The only argument on appeal over which the Federal Circuit had jurisdiction was the argument that 38 U.S.C. § 5103A required the Board to explain its determination that the pre-November 2011 record was insufficient before it could order the additional medical opinion. The Federal Circuit held that § 5103A “contains no such requirement.”
The Court noted that § 5103A imposes an affirmative requirement on VA to provide medical examinations in certain circumstances – but the statute does not restrict VA’s discretion to gather evidence. The Court cited Douglas v.
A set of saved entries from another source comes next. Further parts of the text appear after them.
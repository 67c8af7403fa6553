use crate::error::{Warning, WarningKind};
use crate::parser::uri::parse_name_addr_or_addr_spec;
use crate::parser::utils::{find_any_unquoted, skip_wsp};
use crate::types::UriOffsets;

/// Route, Record-Route, Service-Route and Path: a comma separated list of
/// `name-addr` / `addr-spec`, each optionally followed by parameters.
pub fn parse_uri_list(buf: &[u8], start: usize, end: usize, warnings: &mut Vec<Warning>) -> Vec<UriOffsets> {
    let mut uris = Vec::new();
    let mut current = start;
    while skip_wsp(buf, current, end) < end {
        let uri = match parse_name_addr_or_addr_spec(buf, current, end) {
            Some(uri) => uri,
            None => {
                warnings.push(Warning::new(WarningKind::MalformedUri, current..end));
                break;
            }
        };
        let after = uri.name_addr.as_ref().map_or(end, |r| r.end);
        uris.push(uri);
        match find_any_unquoted(buf, after, end, b",") {
            Some((comma, _)) => current = comma + 1,
            None => break,
        }
    }
    uris
}

#[cfg(test)]
mod tests {
    use super::*;

    #[test]
    fn test_record_route_list() {
        let buf = b"<sip:server10.biloxi.com;lr>, <sip:bigbox3.site3.atlanta.com;lr>";
        let mut warnings = Vec::new();
        let uris = parse_uri_list(buf, 0, buf.len(), &mut warnings);
        assert_eq!(uris.len(), 2);
        assert_eq!(UriOffsets::text(buf, &uris[0].host), Some("server10.biloxi.com"));
        assert_eq!(UriOffsets::text(buf, &uris[1].parameters), Some("lr"));
        assert!(warnings.is_empty());
    }

    #[test]
    fn test_route_with_header_params() {
        let buf = b"<sip:p1.example.com;lr>;foo=bar,<sip:p2.example.com>";
        let mut warnings = Vec::new();
        let uris = parse_uri_list(buf, 0, buf.len(), &mut warnings);
        assert_eq!(uris.len(), 2);
        assert_eq!(UriOffsets::text(buf, &uris[1].host), Some("p2.example.com"));
    }

    #[test]
    fn test_bad_entry_stops_list() {
        let buf = b"<sip:p1.example.com>, <p2";
        let mut warnings = Vec::new();
        let uris = parse_uri_list(buf, 0, buf.len(), &mut warnings);
        assert_eq!(uris.len(), 1);
        assert_eq!(warnings.len(), 1);
    }
}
Shinseki, 23 Vet.App. 19, 22-26 (2009), to support VA’s authority to develop the record, and noted that the veteran did not identify “any constraints on such authority.” The Court stated that 38 C.F.R. § 3.304(c) does not limit VA’s discretion to develop evidence, explaining that this regulation “gives VA the discretion to determine how much development is necessary for a determination of service connection to be made.” (citing Shoffner v. Principi, 16 Vet.App. 208, 213 (2002)). Because the Court found no legal error in the CAVC’s interpretation of 38 U.S.C. § 5103A, it affirmed the decision.